Я прикусила нижнюю губу. На самом деле все было иначе. Отец бывал беспечным, особенно когда куда-нибудь спешил. И все же мне недоставало информации, а я ненавидела вопросы без ответов. Они напоминали открытую дверь за спиной, которую мне хотелось закрыть.

Я надеялась, что мой план сработает.

Путешествие в одиночку многому меня научило. Я обнаружила, что не люблю есть одна, не могу читать на корабле, потому что укачивает, и ужасно играю в карты. Зато легко завожу друзей. Большинство из них были пожилыми парами, которые отправились в Египет ради приятного климата. Поначалу их шокировало, что я путешествовала одна, но я была готова к этому.

Я притворилась вдовой и оделась соответственно.

С каждым днем моя история обрастала подробностями. Все узнали, что почти ребенком меня выдали замуж за пожилого джентльмена, годящегося мне в дедушки. К концу первой недели я завоевала симпатию большинства женщин, а мужчины одобрили мое желание расширить кругозор и отправиться за границу.

Я выглянула в окно и нахмурилась. Нетерпеливо тряхнув головой, распахнула дверь и окинула взглядом коридор. Высадка так и не началась. Я закрыла дверь и снова начала ходить по каюте.
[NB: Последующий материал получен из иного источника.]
//! PolicyEngine: owns the stores and every component, one method per user
//! action.

use std::collections::BTreeSet;
use std::path::Path;
use std::sync::Arc;

use plateguard_alerts::{AlertStatus, StolenAlertLifecycle};
use plateguard_benefits::{BenefitCycleTracker, Entitlement};
use plateguard_classify::{CategoryClassifier, TierProgress};
use plateguard_core::config::PlateguardConfig;
use plateguard_core::errors::{AlertError, PlateguardError, PlateguardResult};
use plateguard_core::models::{
    ArchiveReason, BenefitKind, Category, GateDecision, InteractionRecord, Plate, ScoreAxis,
    ScoreHistoryEntry, StolenAlertInfo, Timestamp, UserId, UserRecord, VehicleRecord,
};
use plateguard_core::traits::{IEntityStore, ILedgerStore};
use plateguard_decay::{DecayEngine, DecayOutcome};
use plateguard_gate::InteractionGate;
use plateguard_observability::tracing_setup::events;
use plateguard_observability::{
    alert_span, benefit_span, decay_span, gate_span, init_tracing, verification_span,
};
use plateguard_storage::{open_ledger, InMemoryEntityStore};
use plateguard_verification::VerificationCodeService;

use crate::options::EngineOptions;

/// The policy engine.
///
/// Entity reads and writes go through [`IEntityStore::update_user`] /
/// [`IEntityStore::update_vehicle`], so each action's read-modify-write on
/// a record is atomic and leaves the record untouched when it fails.
pub struct PolicyEngine {
    config: PlateguardConfig,
    ledger: Arc<dyn ILedgerStore>,
    entities: Arc<dyn IEntityStore>,
    classifier: CategoryClassifier,
    gate: InteractionGate,
    benefits: BenefitCycleTracker,
    alerts: StolenAlertLifecycle,
    verification: VerificationCodeService,
    decay: DecayEngine,
}

impl PolicyEngine {
    /// Build an engine from the given options.
    pub fn new(opts: EngineOptions) -> PlateguardResult<Self> {
        let config = match (opts.config, &opts.config_toml) {
            (Some(config), _) => {
                config.validate()?;
                config
            }
            (None, Some(toml_str)) => PlateguardConfig::from_toml(toml_str)?,
            (None, None) => PlateguardConfig::default(),
        };

        if opts.init_tracing {
            init_tracing(&config.observability);
        }

        let classifier = CategoryClassifier::from_config(&config.classification)?;

        let ledger = match opts.ledger {
            Some(ledger) => ledger,
            None => open_ledger(&config.storage)?,
        };
        let entities: Arc<dyn IEntityStore> = match opts.entities {
            Some(entities) => entities,
            None => Arc::new(InMemoryEntityStore::new()),
        };

        let gate = InteractionGate::new(Arc::clone(&ledger), &config.gate);
        let benefits = BenefitCycleTracker::new(&config.benefits);
        let alerts = StolenAlertLifecycle::new(&config.alerts);
        let verification = match opts.code_generator {
            Some(generator) => {
                VerificationCodeService::with_generator(&config.verification, generator)
            }
            None => VerificationCodeService::new(&config.verification),
        };
        let decay = match opts.decay_policy {
            Some(policy) => DecayEngine::with_policy(policy),
            None => DecayEngine::from_config(&config.decay)?,
        };

        events::config_loaded(&config.storage.backend, decay.policy_name());

        Ok(Self {
            config,
            ledger,
            entities,
            classifier,
            gate,
            benefits,
            alerts,
            verification,
            decay,
        })
    }

    /// Build an engine from a TOML config file.
    pub fn from_config_file(path: &Path) -> PlateguardResult<Self> {
        let config = PlateguardConfig::load(path)?;
        Self::new(EngineOptions::default().with_config(config))
    }

    pub fn config(&self) -> &PlateguardConfig {
        &self.config
    }

    pub fn ledger(&self) -> &Arc<dyn ILedgerStore> {
        &self.ledger
    }

    pub fn entities(&self) -> &Arc<dyn IEntityStore> {
        &self.entities
    }

    pub fn gate(&self) -> &InteractionGate {
        &self.gate
    }

    pub fn classifier(&self) -> &CategoryClassifier {
        &self.classifier
    }

    pub fn benefits(&self) -> &BenefitCycleTracker {
        &self.benefits
    }

    pub fn alerts(&self) -> &StolenAlertLifecycle {
        &self.alerts
    }

    // --- Interactions ---

    pub fn send_message(&self, plate: &Plate, user_id: &UserId, now: Timestamp) -> GateDecision {
        let _span = gate_span!("message", plate, user_id).entered();
        let decision = self.gate.try_send_message(plate, user_id, now);
        events::gate_decision("message", &decision);
        decision
    }

    pub fn send_evaluation(&self, plate: &Plate, user_id: &UserId, now: Timestamp) -> GateDecision {
        let _span = gate_span!("evaluation", plate, user_id).entered();
        let decision = self.gate.try_evaluate(plate, user_id, now);
        events::gate_decision("evaluation", &decision);
        decision
    }

    pub fn send_solidary(&self, plate: &Plate, user_id: &UserId, now: Timestamp) -> GateDecision {
        let _span = gate_span!("solidary", plate, user_id).entered();
        let decision = self.gate.try_send_solidary(plate, user_id, now);
        events::gate_decision("solidary", &decision);
        decision
    }

    /// Permanently block `plate` for `user_id`.
    pub fn report(&self, plate: &Plate, user_id: &UserId, now: Timestamp) -> GateDecision {
        let _span = gate_span!("report", plate, user_id).entered();
        let decision = self.gate.report(plate, user_id, now);
        events::gate_decision("report", &decision);
        decision
    }

    pub fn reported_plates(&self, user_id: &UserId) -> PlateguardResult<BTreeSet<Plate>> {
        observe("reported_plates", self.gate.reported_plates(user_id))
    }

    pub fn interaction_history(
        &self,
        plate: &Plate,
        user_id: &UserId,
    ) -> PlateguardResult<Vec<InteractionRecord>> {
        observe(
            "interaction_history",
            self.gate.interaction_history(plate, user_id),
        )
    }

    // --- Seal benefits ---

    /// Renew the cycle if due and use one credit. Returns the credits left.
    pub fn consume_benefit(
        &self,
        user_id: &UserId,
        kind: BenefitKind,
        now: Timestamp,
    ) -> PlateguardResult<u32> {
        let _span = benefit_span!(kind, user_id).entered();
        let mut remaining = 0;
        let result = self.entities.update_user(user_id, &mut |user: &mut UserRecord| {
            remaining = self.benefits.redeem(user, kind, now)?;
            Ok(())
        });
        observe("consume_benefit", result)?;
        events::benefit_redeemed(&kind.to_string(), remaining);
        Ok(remaining)
    }

    /// The user's entitlements as they would stand at `now`, with any
    /// due renewal applied and persisted.
    pub fn benefit_overview(
        &self,
        user_id: &UserId,
        now: Timestamp,
    ) -> PlateguardResult<Vec<Entitlement>> {
        let result = self.entities.update_user(user_id, &mut |user: &mut UserRecord| {
            for kind in [BenefitKind::TheftAlert, BenefitKind::SupportCall] {
                self.benefits.maybe_renew_cycle(user, kind, now);
            }
            Ok(())
        });
        let user = observe("benefit_overview", result)?;
        Ok(self.benefits.entitlements(&user))
    }

    // --- Stolen alert ---

    /// Start (or repurchase) the paid theft alert on a vehicle.
    pub fn activate_stolen_alert(
        &self,
        plate: &Plate,
        now: Timestamp,
    ) -> PlateguardResult<StolenAlertInfo> {
        let _span = alert_span!("activate", plate).entered();
        let mut info = None;
        let result = self.entities.update_vehicle(plate, &mut |vehicle: &mut VehicleRecord| {
            info = Some(self.alerts.activate(vehicle, now));
            Ok(())
        });
        let vehicle = observe("activate_stolen_alert", result)?;
        let info = info.or(vehicle.stolen_alert).ok_or_else(|| {
            PlateguardError::from(AlertError::NotActivated {
                plate: plate.to_string(),
            })
        })?;
        events::alert_changed("activate", &info.expires_at.to_rfc3339());
        Ok(info)
    }

    /// Use the single free renewal on a vehicle's alert.
    pub fn renew_stolen_alert_free(
        &self,
        plate: &Plate,
        now: Timestamp,
    ) -> PlateguardResult<StolenAlertInfo> {
        let _span = alert_span!("renew_free", plate).entered();
        let result = self.entities.update_vehicle(plate, &mut |vehicle: &mut VehicleRecord| {
            self.alerts.renew_vehicle_free(vehicle, now)?;
            Ok(())
        });
        let vehicle = observe("renew_stolen_alert_free", result)?;
        let info = vehicle.stolen_alert.ok_or_else(|| {
            PlateguardError::from(AlertError::NotActivated {
                plate: plate.to_string(),
            })
        })?;
        events::alert_changed("renew_free", &info.expires_at.to_rfc3339());
        Ok(info)
    }

    /// Current alert status, refreshing the stored `is_active` cache.
    pub fn stolen_alert_status(
        &self,
        plate: &Plate,
        now: Timestamp,
    ) -> PlateguardResult<Option<AlertStatus>> {
        let result = self.entities.update_vehicle(plate, &mut |vehicle: &mut VehicleRecord| {
            if let Some(info) = vehicle.stolen_alert.as_mut() {
                self.alerts.refresh(info, now);
            }
            Ok(())
        });
        let vehicle = observe("stolen_alert_status", result)?;
        Ok(vehicle
            .stolen_alert
            .as_ref()
            .map(|info| self.alerts.status(info, now)))
    }

    // --- Verification ---

    /// Issue a new code for delivery to the user's contact.
    pub fn issue_verification_code(
        &self,
        user_id: &UserId,
        now: Timestamp,
    ) -> PlateguardResult<String> {
        let _span = verification_span!("issue", user_id).entered();
        let mut code = String::new();
        let result = self.entities.update_user(user_id, &mut |user: &mut UserRecord| {
            code = self.verification.generate(user, now);
            Ok(())
        });
        observe("issue_verification_code", result)?;
        Ok(code)
    }

    /// Check a supplied code. Success consumes the code.
    pub fn verify_code(
        &self,
        user_id: &UserId,
        supplied: &str,
        now: Timestamp,
    ) -> PlateguardResult<()> {
        let _span = verification_span!("verify", user_id).entered();
        let result = self.entities.update_user(user_id, &mut |user: &mut UserRecord| {
            self.verification.verify(user, supplied, now)?;
            Ok(())
        });
        observe("verify_code", result).map(|_| ())
    }

    // --- Scores ---

    pub fn classify(&self, score: i64, axis: ScoreAxis) -> Category {
        self.classifier.classify(score, axis)
    }

    pub fn classify_plate(&self, plate: &Plate) -> PlateguardResult<Category> {
        let vehicle = self.require_vehicle(plate)?;
        Ok(self.classifier.classify(vehicle.score, ScoreAxis::Plate))
    }

    pub fn classify_user(&self, user_id: &UserId) -> PlateguardResult<Category> {
        let user = self.require_user(user_id)?;
        Ok(self.classifier.classify(user.icc, ScoreAxis::Icc))
    }

    pub fn plate_progress(&self, plate: &Plate) -> PlateguardResult<TierProgress> {
        let vehicle = self.require_vehicle(plate)?;
        Ok(self.classifier.progress(vehicle.score, ScoreAxis::Plate))
    }

    pub fn user_progress(&self, user_id: &UserId) -> PlateguardResult<TierProgress> {
        let user = self.require_user(user_id)?;
        Ok(self.classifier.progress(user.icc, ScoreAxis::Icc))
    }

    /// Apply the configured decay policy to a vehicle's Plate Score.
    pub fn decay_vehicle(&self, plate: &Plate, now: Timestamp) -> PlateguardResult<DecayOutcome> {
        let _span = decay_span!(self.decay.policy_name()).entered();
        let mut outcome = None;
        let result = self.entities.update_vehicle(plate, &mut |vehicle: &mut VehicleRecord| {
            outcome = Some(self.decay.apply_to_vehicle(vehicle, now));
            Ok(())
        });
        let vehicle = observe("decay_vehicle", result)?;
        Ok(outcome.unwrap_or(DecayOutcome {
            axis: ScoreAxis::Plate,
            before: vehicle.score,
            after: vehicle.score,
        }))
    }

    /// Apply the configured decay policy to a user's ICC.
    pub fn decay_user(&self, user_id: &UserId, now: Timestamp) -> PlateguardResult<DecayOutcome> {
        let _span = decay_span!(self.decay.policy_name()).entered();
        let mut outcome = None;
        let result = self.entities.update_user(user_id, &mut |user: &mut UserRecord| {
            outcome = Some(self.decay.apply_to_user(user, now));
            Ok(())
        });
        let user = observe("decay_user", result)?;
        Ok(outcome.unwrap_or(DecayOutcome {
            axis: ScoreAxis::Icc,
            before: user.icc,
            after: user.icc,
        }))
    }

    /// Snapshot a plate's score into its history before a claim or
    /// transfer changes hands.
    pub fn archive_plate_score(
        &self,
        plate: &Plate,
        reason: ArchiveReason,
        now: Timestamp,
    ) -> PlateguardResult<ScoreHistoryEntry> {
        let result = self.entities.update_vehicle(plate, &mut |vehicle: &mut VehicleRecord| {
            let entry = self.classifier.snapshot(vehicle.score, reason, now);
            vehicle.score_history.push(entry);
            Ok(())
        });
        let vehicle = observe("archive_plate_score", result)?;
        vehicle.score_history.last().cloned().ok_or_else(|| PlateguardError::NotFound {
            entity: "score history".to_string(),
            id: plate.to_string(),
        })
    }

    fn require_vehicle(&self, plate: &Plate) -> PlateguardResult<VehicleRecord> {
        self.entities
            .get_vehicle(plate)?
            .ok_or_else(|| PlateguardError::NotFound {
                entity: "vehicle".to_string(),
                id: plate.to_string(),
            })
    }

    fn require_user(&self, user_id: &UserId) -> PlateguardResult<UserRecord> {
        self.entities
            .get_user(user_id)?
            .ok_or_else(|| PlateguardError::NotFound {
                entity: "user".to_string(),
                id: user_id.to_string(),
            })
    }
}

/// Log a failed result with its error code and pass it through.
fn observe<T>(operation: &str, result: PlateguardResult<T>) -> PlateguardResult<T> {
    if let Err(e) = &result {
        events::operation_failed(operation, e);
    }
    result
}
Мысли обратились к моему дяде.

Купив билет, я отправила ему наспех написанное письмо. Разумеется, он с нетерпением ждал меня на причале. Через несколько часов мы вновь встретимся после десяти лет разлуки. Десяти лет молчания. Да, я изредка вкладывала в письма для родителей свои рисунки для дяди, но лишь из вежливости. К тому же он никогда ничего не присылал мне. Ни одного письма, открытки ко дню рождения или крошечной побрякушки, вложенной в посылку от родителей. Мы были чужаками, родственниками лишь по имени и крови. Я едва помнила его приезд в Буэнос-Айрес, но это не имело значения: моя мать сделала все возможное, чтобы я никогда не забыла ее любимого брата – и неважно, что он был единственным.
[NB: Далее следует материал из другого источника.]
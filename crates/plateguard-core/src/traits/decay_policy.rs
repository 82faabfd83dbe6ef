use crate::models::{ScoreAxis, Timestamp};

/// Time-based decay of a Plate Score or ICC between scoring events.
pub trait IScoreDecayPolicy: Send + Sync {
    /// Policy name, as used in configuration.
    fn name(&self) -> &str;

    /// The decayed score at `now`, given the score and when it was last
    /// updated. Must be the identity when `now <= last_update`.
    fn decay(&self, axis: ScoreAxis, score: i64, last_update: Timestamp, now: Timestamp) -> i64;
}
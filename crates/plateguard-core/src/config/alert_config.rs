use serde::{Deserialize, Serialize};

use super::defaults;

/// Paid theft-alert subscription configuration.
#[derive(Debug, Clone, Serialize, Deserialize)]
#[serde(default)]
pub struct AlertConfig {
    /// Standard alert duration (days), used for activation and free renewal.
    pub duration_days: i64,
    /// The free renewal opens once this many days or fewer remain.
    pub free_renewal_window_days: i64,
}

impl Default for AlertConfig {
    fn default() -> Self {
        Self {
            duration_days: defaults::DEFAULT_ALERT_DURATION_DAYS,
            free_renewal_window_days: defaults::DEFAULT_FREE_RENEWAL_WINDOW_DAYS,
        }
    }
}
Mamá и Papá были прекрасными рассказчиками, мастерски закручивали слова в истории, создавали захватывающие и незабываемые шедевры. Tío[9] Рикардо казался эффектной личностью. Громила в очках в тонкой оправе, вечно с книгами в руках, взгляд карих глаз прикован к горизонту, на ногах стоптанные ботинки. Дядя был высоким и крепким, что плохо вязалось с его научными интересами и увлечениями. Он добился больших успехов в науке, прекрасно разбирался в книгах и при этом был достаточно воинственным, чтобы выжить в пьяной драке.

Не то чтобы я хорошо разбиралась в пьяных драках и том, как в них выжить.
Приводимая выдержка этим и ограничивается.